Time zones converted from a local zone to UTC and back not reverting to original values in Apache Spark and SQL Warehouse

Set spark.sql.datetime.java8API.enabled to true on the cluster.

Written by allan.soares

Last published at: January 30th, 2025

Problem

When using Apache Spark and SQL Warehouse, you encounter time zone conversion discrepancies. For example, when converting timestamps from the 'Australia/Sydney' time zone to UTC and then back to 'Australia/Sydney', the resulting timestamps may not match the original values. 

 

Cause

The configuration parameter spark.sql.datetime.java8API.enabled is enabled by default in SQL Warehouse but not in interactive clusters. When not enabled, this parameter affects how timestamps are handled and converted, leading to inconsistencies.

Additionally, historical changes in time zone offsets, such as the shift from UTC+10:05 to UTC+10:00 in 1896, contribute to the observed discrepancies.

 

Solution

  1. Navigate to your cluster settings. 
  2. Under the Advanced options > Spark tab, enter spark.sql.datetime.java8API.enabled True in the Spark config box. 
  3. Test the timestamp conversion again to ensure that the issue is resolved.

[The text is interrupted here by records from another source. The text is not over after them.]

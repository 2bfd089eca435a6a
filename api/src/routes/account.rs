//! Account endpoints

use crate::models::{
    AccountBalanceRequest, AccountBalanceResponse, AccountCoinsRequest, AccountCoinsResponse,
};
use crate::services::AccountService;
use crate::{ApiResult, ApiState};
use axum::{extract::State, routing::post, Json, Router};

pub fn account_routes() -> Router<ApiState> {
    Router::new()
        .route("/balance", post(balance))
        .route("/coins", post(coins))
}

async fn balance(
    State(state): State<ApiState>,
    Json(req): Json<AccountBalanceRequest>,
) -> ApiResult<Json<AccountBalanceResponse>> {
    state.require_online()?;
    state.check_network(req.network_identifier.as_ref())?;

    let service = AccountService::new(state.node.clone());
    let (block_identifier, balances, metadata) = service
        .balance(
            &req.account_identifier.address,
            req.block_identifier.as_ref(),
            req.currencies.as_deref(),
        )
        .await?;

    Ok(Json(AccountBalanceResponse {
        block_identifier,
        balances,
        metadata: Some(metadata),
    }))
}

async fn coins(
    State(state): State<ApiState>,
    Json(req): Json<AccountCoinsRequest>,
) -> ApiResult<Json<AccountCoinsResponse>> {
    state.require_online()?;
    state.check_network(req.network_identifier.as_ref())?;

    let service = AccountService::new(state.node.clone());
    let (block_identifier, coins, metadata) = service
        .coins(&req.account_identifier.address, req.currencies.as_deref())
        .await?;

    Ok(Json(AccountCoinsResponse {
        block_identifier,
        coins,
        metadata: Some(metadata),
    }))
}
//! Stake service - resolves withdrawn stake amounts and seeds the ledger
//!
//! A withdrawal transaction only names holder, source and purpose. The
//! amount that comes back after the locking period has to be looked up in
//! the matching stake pool at the withdrawal height.

use std::collections::BTreeMap;

use num_bigint::BigUint;
use rosetta_core::chain::StakePurpose;
use rosetta_core::stake::snapshot_return_identifier;
use rosetta_core::tx::{TxInput, TxOutput};
use rosetta_core::{PendingStakeReturn, WithdrawStakeTx};
use rosetta_network::{NodeClient, RpcError, StakePool};
use rosetta_storage::StakeReturnLedger;

use crate::{ApiError, ApiResult};

/// Retriable node failures stay retriable; anything else means the stake
/// cannot be resolved.
fn stake_error(e: RpcError) -> ApiError {
    let reason = e.to_string();
    ApiError::from_rpc(e, ApiError::UnableToResolveStake(reason))
}

#[derive(Clone)]
pub struct StakeService {
    node: NodeClient,
    ledger: StakeReturnLedger,
}

impl StakeService {
    pub fn new(node: NodeClient, ledger: StakeReturnLedger) -> Self {
        Self { node, ledger }
    }

    /// Amount staked by the withdrawal's source with its holder, as seen in
    /// the pool at `height`
    pub async fn resolve_stake(&self, height: u64, tx: &WithdrawStakeTx) -> ApiResult<BigUint> {
        let purpose = StakePurpose::from_u8(tx.purpose).ok_or_else(|| {
            ApiError::UnableToResolveStake(format!("unknown stake purpose {}", tx.purpose))
        })?;
        let holder = tx.holder.address;
        let source = tx.source.address;

        let stake = match purpose {
            StakePurpose::Validator | StakePurpose::Guardian => {
                let pool = StakePool::for_purpose(purpose);
                let snapshot = self
                    .node
                    .stake_pool(pool, height)
                    .await
                    .map_err(stake_error)?
                    .ok_or_else(|| {
                        ApiError::UnableToResolveStake(format!(
                            "no {} at height {}",
                            pool.name(),
                            height
                        ))
                    })?;
                snapshot.find_stake(&holder, &source).cloned()
            }
            StakePurpose::EliteEdgeNode => self
                .node
                .eenp_stake(height, &source, &holder)
                .await
                .map_err(stake_error)?,
        };

        stake.map(|s| s.amount).ok_or_else(|| {
            ApiError::UnableToResolveStake(format!(
                "no stake from {} with {} at height {}",
                source, holder, height
            ))
        })
    }

    /// Record the returns of every stake already withdrawn at the node's
    /// snapshot height. Each return lands one block after the stake's
    /// return height. Returns how many records were written.
    pub async fn snapshot_backfill(&self) -> ApiResult<usize> {
        if self.ledger.is_backfilled()? {
            tracing::info!("snapshot backfill already done");
            return Ok(0);
        }

        let status = self
            .node
            .status()
            .await
            .map_err(|e| ApiError::from_rpc(e, ApiError::UnableToGetNodeStatus))?;
        let height = status.snapshot_block_height;

        let mut by_height: BTreeMap<u64, Vec<PendingStakeReturn>> = BTreeMap::new();
        for pool in StakePool::ALL {
            let snapshot = match self
                .node
                .stake_pool(pool, height)
                .await
                .map_err(stake_error)?
            {
                Some(snapshot) => snapshot,
                None => {
                    tracing::warn!(pool = pool.name(), height, "stake pool missing at snapshot");
                    continue;
                }
            };

            for (i, (holder, stake)) in snapshot.withdrawn().enumerate() {
                let tx = WithdrawStakeTx {
                    fee: Default::default(),
                    source: TxInput {
                        address: stake.source,
                        ..Default::default()
                    },
                    holder: TxOutput {
                        address: holder.holder,
                        ..Default::default()
                    },
                    purpose: pool.purpose().as_u8(),
                };
                // Live block processing keys a return by its withdrawal hash,
                // which the pool does not expose; match on the stake instead.
                if self.already_scheduled(&tx, stake.return_height)? {
                    tracing::debug!(
                        pool = pool.name(),
                        source = %stake.source,
                        "return already scheduled by a processed withdrawal"
                    );
                    continue;
                }
                let id = snapshot_return_identifier(pool.name(), &snapshot.block_hash, i);
                let ret = PendingStakeReturn::from_withdrawal(id, tx, stake.amount.clone());
                by_height
                    .entry(stake.return_height.saturating_add(1))
                    .or_default()
                    .push(ret);
            }
        }

        let mut written = 0;
        for (return_at, returns) in &by_height {
            written += self.ledger.put(*return_at, returns)?;
        }
        self.ledger.mark_backfilled()?;

        tracing::info!(height, written, "snapshot backfill complete");
        Ok(written)
    }

    /// Whether a return for the same stake is already recorded at or right
    /// after `return_height`
    fn already_scheduled(&self, tx: &WithdrawStakeTx, return_height: u64) -> ApiResult<bool> {
        for height in [return_height, return_height.saturating_add(1)] {
            let existing = self.ledger.get_or_empty(height)?;
            if existing.iter().any(|ret| {
                ret.tx.source.address == tx.source.address
                    && ret.tx.holder.address == tx.holder.address
                    && ret.tx.purpose == tx.purpose
            }) {
                return Ok(true);
            }
        }
        Ok(false)
    }
}

#[cfg(test)]
mod tests {
    use super::*;
    use async_trait::async_trait;
    use rosetta_core::{Address, Coins, Hash};
    use rosetta_network::NodeRpc;
    use serde_json::{json, Value};
    use std::sync::Arc;

    const HOLDER: &str = "0x2e833968e5bb786ae419c4d13189fb081cc43bab";
    const SOURCE: &str = "0x0d2fd67d573c8ecb4161510fc00754d64b401f86";

    struct SnapshotNode;

    #[async_trait]
    impl NodeRpc for SnapshotNode {
        async fn call(&self, method: &str, _params: Value) -> Result<Value, RpcError> {
            let block_hash = format!("0x{}", "aa".repeat(32));
            match method {
                "theta.GetStatus" => Ok(json!({ "snapshot_block_height": "100" })),
                "theta.GetVcpByHeight" => Ok(json!({
                    "BlockHashVcpPairs": [{
                        "BlockHash": block_hash,
                        "Vcp": {"SortedCandidates": [{
                            "Holder": HOLDER,
                            "Stakes": [
                                {"source": SOURCE, "amount": "1000", "withdrawn": true, "return_height": "150"},
                                {"source": HOLDER, "amount": "7", "withdrawn": false, "return_height": "0"}
                            ]
                        }]}
                    }]
                })),
                "theta.GetEenpStakeByHeight" => Ok(json!({
                    "stake": {"source": SOURCE, "amount": "42", "withdrawn": true, "return_height": "9"}
                })),
                _ => Err(RpcError::Remote {
                    code: -32000,
                    message: "not found".into(),
                }),
            }
        }
    }

    fn service() -> StakeService {
        StakeService::new(
            NodeClient::new(Arc::new(SnapshotNode)),
            StakeReturnLedger::temporary().unwrap(),
        )
    }

    fn withdrawal(purpose: u8) -> WithdrawStakeTx {
        WithdrawStakeTx {
            fee: Coins::default(),
            source: TxInput {
                address: SOURCE.parse().unwrap(),
                ..Default::default()
            },
            holder: TxOutput {
                address: HOLDER.parse().unwrap(),
                ..Default::default()
            },
            purpose,
        }
    }

    #[tokio::test]
    async fn test_resolve_validator_stake() {
        let amount = service().resolve_stake(120, &withdrawal(0)).await.unwrap();
        assert_eq!(amount, BigUint::from(1000u32));
    }

    #[tokio::test]
    async fn test_resolve_edge_node_stake() {
        let amount = service().resolve_stake(120, &withdrawal(2)).await.unwrap();
        assert_eq!(amount, BigUint::from(42u32));
    }

    #[tokio::test]
    async fn test_missing_guardian_pool_is_fatal() {
        let err = service().resolve_stake(120, &withdrawal(1)).await.unwrap_err();
        assert_eq!(err.code(), 37);
    }

    #[tokio::test]
    async fn test_backfill_stores_one_block_after_return_height() {
        let svc = service();
        assert_eq!(svc.snapshot_backfill().await.unwrap(), 1);

        assert!(svc.ledger.get_or_empty(150).unwrap().is_empty());
        let stored = svc.ledger.get(151).unwrap();
        assert_eq!(stored.len(), 1);
        assert_eq!(stored[0].tx.source.address, SOURCE.parse::<Address>().unwrap());
        assert_eq!(stored[0].tx.source.coins.theta_wei, BigUint::from(1000u32));
        assert!(svc.ledger.is_backfilled().unwrap());

        // second run is a no-op
        assert_eq!(svc.snapshot_backfill().await.unwrap(), 0);
        assert_eq!(svc.ledger.get(151).unwrap().len(), 1);
    }

    #[tokio::test]
    async fn test_backfill_skips_returns_scheduled_from_blocks() {
        let svc = service();
        let live = PendingStakeReturn::from_withdrawal(
            Hash([9; 32]),
            withdrawal(0),
            BigUint::from(1000u32),
        );
        svc.ledger.put(150, &[live]).unwrap();

        assert_eq!(svc.snapshot_backfill().await.unwrap(), 0);
        assert!(svc.ledger.get_or_empty(151).unwrap().is_empty());
        assert_eq!(svc.ledger.get(150).unwrap().len(), 1);
    }

    struct UnreachableNode;

    #[async_trait]
    impl NodeRpc for UnreachableNode {
        async fn call(&self, _method: &str, _params: Value) -> Result<Value, RpcError> {
            Err(RpcError::Timeout(std::time::Duration::from_secs(5)))
        }
    }

    #[tokio::test]
    async fn test_node_timeout_stays_retriable() {
        let svc = StakeService::new(
            NodeClient::new(Arc::new(UnreachableNode)),
            StakeReturnLedger::temporary().unwrap(),
        );
        let err = svc.resolve_stake(120, &withdrawal(0)).await.unwrap_err();
        assert_eq!(err.code(), 38);
        assert!(err.retriable());

        let err = svc.resolve_stake(120, &withdrawal(2)).await.unwrap_err();
        assert_eq!(err.code(), 38);
    }
}
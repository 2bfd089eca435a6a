//! THETA/TFUEL balance pair carried by every transaction input and output

use alloy_rlp::{BufMut, Decodable, Encodable, Header};
use num_bigint::{BigInt, BigUint};
use serde::{Deserialize, Deserializer, Serialize, Serializer};
use serde_json::Value;

use crate::currency::Denom;
use crate::primitives::parse_uint_text;

#[derive(Debug, Clone, Default, PartialEq, Eq, Serialize, Deserialize)]
pub struct Coins {
    #[serde(
        rename = "thetawei",
        alias = "ThetaWei",
        default,
        with = "wei"
    )]
    pub theta_wei: BigUint,
    #[serde(
        rename = "tfuelwei",
        alias = "TFuelWei",
        default,
        with = "wei"
    )]
    pub tfuel_wei: BigUint,
}

impl Coins {
    pub fn new(theta_wei: BigUint, tfuel_wei: BigUint) -> Self {
        Self {
            theta_wei,
            tfuel_wei,
        }
    }

    pub fn tfuel(tfuel_wei: BigUint) -> Self {
        Self {
            theta_wei: BigUint::default(),
            tfuel_wei,
        }
    }

    pub fn theta(theta_wei: BigUint) -> Self {
        Self {
            theta_wei,
            tfuel_wei: BigUint::default(),
        }
    }

    pub fn get(&self, denom: Denom) -> &BigUint {
        match denom {
            Denom::Theta => &self.theta_wei,
            Denom::TFuel => &self.tfuel_wei,
        }
    }

    pub fn set(&mut self, denom: Denom, value: BigUint) {
        match denom {
            Denom::Theta => self.theta_wei = value,
            Denom::TFuel => self.tfuel_wei = value,
        }
    }

    pub fn signed(&self, denom: Denom) -> BigInt {
        BigInt::from(self.get(denom).clone())
    }

    pub fn is_zero(&self) -> bool {
        self.theta_wei == BigUint::default() && self.tfuel_wei == BigUint::default()
    }
}

/// Wei amounts are decimal strings when serialized; on input the node may
/// send numbers, decimal strings, hex strings or null.
pub mod wei {
    use super::*;

    pub fn serialize<S: Serializer>(value: &BigUint, serializer: S) -> Result<S::Ok, S::Error> {
        serializer.serialize_str(&value.to_str_radix(10))
    }

    pub fn deserialize<'de, D: Deserializer<'de>>(deserializer: D) -> Result<BigUint, D::Error> {
        let value = Value::deserialize(deserializer)?;
        from_value(&value)
            .ok_or_else(|| serde::de::Error::custom(format!("invalid wei amount: {}", value)))
    }

    pub fn from_value(value: &Value) -> Option<BigUint> {
        match value {
            Value::Null => Some(BigUint::default()),
            Value::Number(n) => parse_uint_text(&n.to_string()),
            Value::String(s) => parse_uint_text(s),
            _ => None,
        }
    }
}

fn encode_uint(value: &BigUint, out: &mut dyn BufMut) {
    let bytes = uint_bytes(value);
    bytes[..].encode(out)
}

fn uint_bytes(value: &BigUint) -> Vec<u8> {
    if *value == BigUint::default() {
        Vec::new()
    } else {
        value.to_bytes_be()
    }
}

pub(crate) fn encode_biguint(value: &BigUint, out: &mut dyn BufMut) {
    encode_uint(value, out)
}

pub(crate) fn biguint_length(value: &BigUint) -> usize {
    uint_bytes(value)[..].length()
}

pub(crate) fn decode_biguint(buf: &mut &[u8]) -> alloy_rlp::Result<BigUint> {
    let bytes = Header::decode_bytes(buf, false)?;
    if bytes.first() == Some(&0) {
        return Err(alloy_rlp::Error::LeadingZero);
    }
    Ok(BigUint::from_bytes_be(bytes))
}

impl Encodable for Coins {
    fn encode(&self, out: &mut dyn BufMut) {
        Header {
            list: true,
            payload_length: self.payload_length(),
        }
        .encode(out);
        encode_uint(&self.theta_wei, out);
        encode_uint(&self.tfuel_wei, out);
    }

    fn length(&self) -> usize {
        let payload_length = self.payload_length();
        payload_length + alloy_rlp::length_of_length(payload_length)
    }
}

impl Coins {
    fn payload_length(&self) -> usize {
        biguint_length(&self.theta_wei) + biguint_length(&self.tfuel_wei)
    }
}

impl Decodable for Coins {
    fn decode(buf: &mut &[u8]) -> alloy_rlp::Result<Self> {
        let header = Header::decode(buf)?;
        if !header.list {
            return Err(alloy_rlp::Error::UnexpectedString);
        }
        let started = buf.len();
        let theta_wei = decode_biguint(buf)?;
        let tfuel_wei = decode_biguint(buf)?;
        if started - buf.len() != header.payload_length {
            return Err(alloy_rlp::Error::ListLengthMismatch {
                expected: header.payload_length,
                got: started - buf.len(),
            });
        }
        Ok(Self {
            theta_wei,
            tfuel_wei,
        })
    }
}

#[cfg(test)]
mod tests {
    use super::*;

    #[test]
    fn test_coins_json_accepts_numbers_and_strings() {
        let coins: Coins = serde_json::from_str(
            r#"{"thetawei": 1000000000000000000000, "tfuelwei": "0x0de0b6b3a7640000"}"#,
        )
        .unwrap();
        assert_eq!(
            coins.theta_wei,
            BigUint::parse_bytes(b"1000000000000000000000", 10).unwrap()
        );
        assert_eq!(coins.tfuel_wei, BigUint::from(1_000_000_000_000_000_000u64));

        let coins: Coins = serde_json::from_str(r#"{"ThetaWei": null}"#).unwrap();
        assert!(coins.is_zero());
    }

    #[test]
    fn test_coins_serialize_as_decimal_strings() {
        let coins = Coins::new(BigUint::from(5u32), BigUint::default());
        let json = serde_json::to_value(&coins).unwrap();
        assert_eq!(json, serde_json::json!({"thetawei": "5", "tfuelwei": "0"}));
    }

    #[test]
    fn test_zero_encodes_as_empty_string() {
        let mut out = Vec::new();
        Coins::default().encode(&mut out);
        assert_eq!(out, vec![0xc2, 0x80, 0x80]);
        assert_eq!(Coins::default().length(), out.len());

        let decoded = Coins::decode(&mut out.as_slice()).unwrap();
        assert!(decoded.is_zero());
    }
}
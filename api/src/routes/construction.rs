//! Construction endpoints
//!
//! Derive, hash and parse work without a node. Metadata and submit need one
//! and are refused in offline mode.

use crate::models::{
    ConstructionCombineRequest, ConstructionCombineResponse, ConstructionDeriveRequest,
    ConstructionDeriveResponse, ConstructionHashRequest, ConstructionMetadataRequest,
    ConstructionMetadataResponse, ConstructionParseRequest, ConstructionParseResponse,
    ConstructionPayloadsRequest, ConstructionPayloadsResponse, ConstructionPreprocessRequest,
    ConstructionPreprocessResponse, ConstructionSubmitRequest, TransactionIdentifier,
    TransactionIdentifierResponse,
};
use crate::services::{construction, ConstructionService};
use crate::{ApiResult, ApiState};
use axum::{extract::State, routing::post, Json, Router};
use rosetta_core::Metadata;

pub fn construction_routes() -> Router<ApiState> {
    Router::new()
        .route("/derive", post(derive))
        .route("/preprocess", post(preprocess))
        .route("/metadata", post(metadata))
        .route("/payloads", post(payloads))
        .route("/parse", post(parse))
        .route("/combine", post(combine))
        .route("/hash", post(hash))
        .route("/submit", post(submit))
}

async fn derive(
    State(state): State<ApiState>,
    Json(req): Json<ConstructionDeriveRequest>,
) -> ApiResult<Json<ConstructionDeriveResponse>> {
    state.check_network_if_present(req.network_identifier.as_ref())?;

    let account_identifier = construction::derive(req.public_key.as_ref())?;
    Ok(Json(ConstructionDeriveResponse {
        account_identifier,
        metadata: None,
    }))
}

async fn preprocess(
    State(state): State<ApiState>,
    Json(req): Json<ConstructionPreprocessRequest>,
) -> ApiResult<Json<ConstructionPreprocessResponse>> {
    state.check_network(req.network_identifier.as_ref())?;

    let options = construction::preprocess(&req.operations, req.metadata.as_ref())?;
    Ok(Json(ConstructionPreprocessResponse { options }))
}

async fn metadata(
    State(state): State<ApiState>,
    Json(req): Json<ConstructionMetadataRequest>,
) -> ApiResult<Json<ConstructionMetadataResponse>> {
    state.require_online()?;
    state.check_network(req.network_identifier.as_ref())?;

    let service = ConstructionService::new(state.chain_id.clone(), state.node.clone());
    let options = req.options.unwrap_or_default();
    let (metadata, suggested_fee) = service.metadata(&options).await?;
    Ok(Json(ConstructionMetadataResponse {
        metadata,
        suggested_fee,
    }))
}

async fn payloads(
    State(state): State<ApiState>,
    Json(req): Json<ConstructionPayloadsRequest>,
) -> ApiResult<Json<ConstructionPayloadsResponse>> {
    state.check_network(req.network_identifier.as_ref())?;

    let metadata = req.metadata.unwrap_or_else(Metadata::new);
    let (unsigned_transaction, payload) =
        construction::payloads(&state.chain_id, &req.operations, &metadata)?;
    Ok(Json(ConstructionPayloadsResponse {
        unsigned_transaction,
        payloads: vec![payload],
    }))
}

async fn parse(
    State(state): State<ApiState>,
    Json(req): Json<ConstructionParseRequest>,
) -> ApiResult<Json<ConstructionParseResponse>> {
    state.check_network(req.network_identifier.as_ref())?;

    let (operations, metadata, account_identifier_signers) =
        construction::parse(&req.transaction, req.signed)?;
    Ok(Json(ConstructionParseResponse {
        operations,
        account_identifier_signers,
        metadata: Some(metadata),
    }))
}

async fn combine(
    State(state): State<ApiState>,
    Json(req): Json<ConstructionCombineRequest>,
) -> ApiResult<Json<ConstructionCombineResponse>> {
    state.check_network(req.network_identifier.as_ref())?;

    let signed_transaction =
        construction::combine(&state.chain_id, &req.unsigned_transaction, &req.signatures)?;
    Ok(Json(ConstructionCombineResponse { signed_transaction }))
}

async fn hash(
    State(state): State<ApiState>,
    Json(req): Json<ConstructionHashRequest>,
) -> ApiResult<Json<TransactionIdentifierResponse>> {
    state.check_network_if_present(req.network_identifier.as_ref())?;

    let hash = construction::hash(&req.signed_transaction)?;
    Ok(Json(TransactionIdentifierResponse {
        transaction_identifier: TransactionIdentifier {
            hash: hash.to_hex(),
        },
        metadata: None,
    }))
}

async fn submit(
    State(state): State<ApiState>,
    Json(req): Json<ConstructionSubmitRequest>,
) -> ApiResult<Json<TransactionIdentifierResponse>> {
    state.require_online()?;
    state.check_network(req.network_identifier.as_ref())?;

    let service = ConstructionService::new(state.chain_id.clone(), state.node.clone());
    let hash = service.submit(&req.signed_transaction).await?;
    Ok(Json(TransactionIdentifierResponse {
        transaction_identifier: TransactionIdentifier {
            hash: hash.to_hex(),
        },
        metadata: None,
    }))
}
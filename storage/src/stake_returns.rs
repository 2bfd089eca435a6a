//! Sled-backed stake-return ledger
//!
//! One tree maps a big-endian u64 height to the JSON list of returns
//! maturing there. A second tree holds bookkeeping markers.

use std::path::Path;

use rosetta_core::PendingStakeReturn;
use tracing::debug;

use crate::{StorageError, StorageResult};

const RETURNS_TREE: &str = "return_stakes";
const META_TREE: &str = "meta";
const BACKFILL_MARKER: &[u8] = b"snapshot_backfill_done";

#[derive(Debug, Clone)]
pub struct StakeReturnLedger {
    db: sled::Db,
    returns: sled::Tree,
    meta: sled::Tree,
}

fn height_key(height: u64) -> [u8; 8] {
    height.to_be_bytes()
}

fn decode_list(bytes: &[u8]) -> StorageResult<Vec<PendingStakeReturn>> {
    Ok(serde_json::from_slice(bytes)?)
}

impl StakeReturnLedger {
    /// Open or create the ledger at `path`
    pub fn open<P: AsRef<Path>>(path: P) -> StorageResult<Self> {
        Self::from_db(sled::open(path)?)
    }

    /// In-memory ledger that disappears on drop
    pub fn temporary() -> StorageResult<Self> {
        Self::from_db(sled::Config::new().temporary(true).open()?)
    }

    fn from_db(db: sled::Db) -> StorageResult<Self> {
        let returns = db.open_tree(RETURNS_TREE)?;
        let meta = db.open_tree(META_TREE)?;
        Ok(Self { db, returns, meta })
    }

    /// Merge `returns` into the list stored at `height`, skipping any whose
    /// hash is already there. Concurrent writers to the same height retry on
    /// conflict, so no write is lost. Returns how many records were added.
    pub fn put(&self, height: u64, returns: &[PendingStakeReturn]) -> StorageResult<usize> {
        let key = height_key(height);
        let mut current = self.returns.get(key)?;

        loop {
            let mut merged = match &current {
                Some(bytes) => decode_list(bytes)?,
                None => Vec::new(),
            };
            let before = merged.len();
            for ret in returns {
                if !merged.iter().any(|r| r.tx_hash == ret.tx_hash) {
                    merged.push(ret.clone());
                }
            }
            let added = merged.len() - before;
            if added == 0 {
                return Ok(0);
            }

            let encoded = serde_json::to_vec(&merged)?;
            match self
                .returns
                .compare_and_swap(key, current.as_ref(), Some(encoded))?
            {
                Ok(()) => {
                    self.returns.flush()?;
                    debug!(height, added, "stake returns stored");
                    return Ok(added);
                }
                Err(conflict) => current = conflict.current,
            }
        }
    }

    /// Returns maturing at `height`
    pub fn get(&self, height: u64) -> StorageResult<Vec<PendingStakeReturn>> {
        match self.returns.get(height_key(height))? {
            Some(bytes) => decode_list(&bytes),
            None => Err(StorageError::NotFound(height)),
        }
    }

    /// Like `get`, with a missing height read as no returns
    pub fn get_or_empty(&self, height: u64) -> StorageResult<Vec<PendingStakeReturn>> {
        match self.get(height) {
            Err(StorageError::NotFound(_)) => Ok(Vec::new()),
            other => other,
        }
    }

    pub fn is_backfilled(&self) -> StorageResult<bool> {
        Ok(self.meta.contains_key(BACKFILL_MARKER)?)
    }

    pub fn mark_backfilled(&self) -> StorageResult<()> {
        self.meta.insert(BACKFILL_MARKER, &[1u8][..])?;
        self.meta.flush()?;
        Ok(())
    }

    pub fn flush(&self) -> StorageResult<()> {
        self.db.flush()?;
        Ok(())
    }
}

Alternatively, you can set the parameter in a notebook. Run the following code.  

 

spark.conf.set("spark.sql.datetime.java8API.enabled", "true")

 

If the issue persists, verify that the configuration change has been applied correctly and that there are no other conflicting settings.

For further reference, consult the Dates and timestamps (AWSAzureGCP) documentation.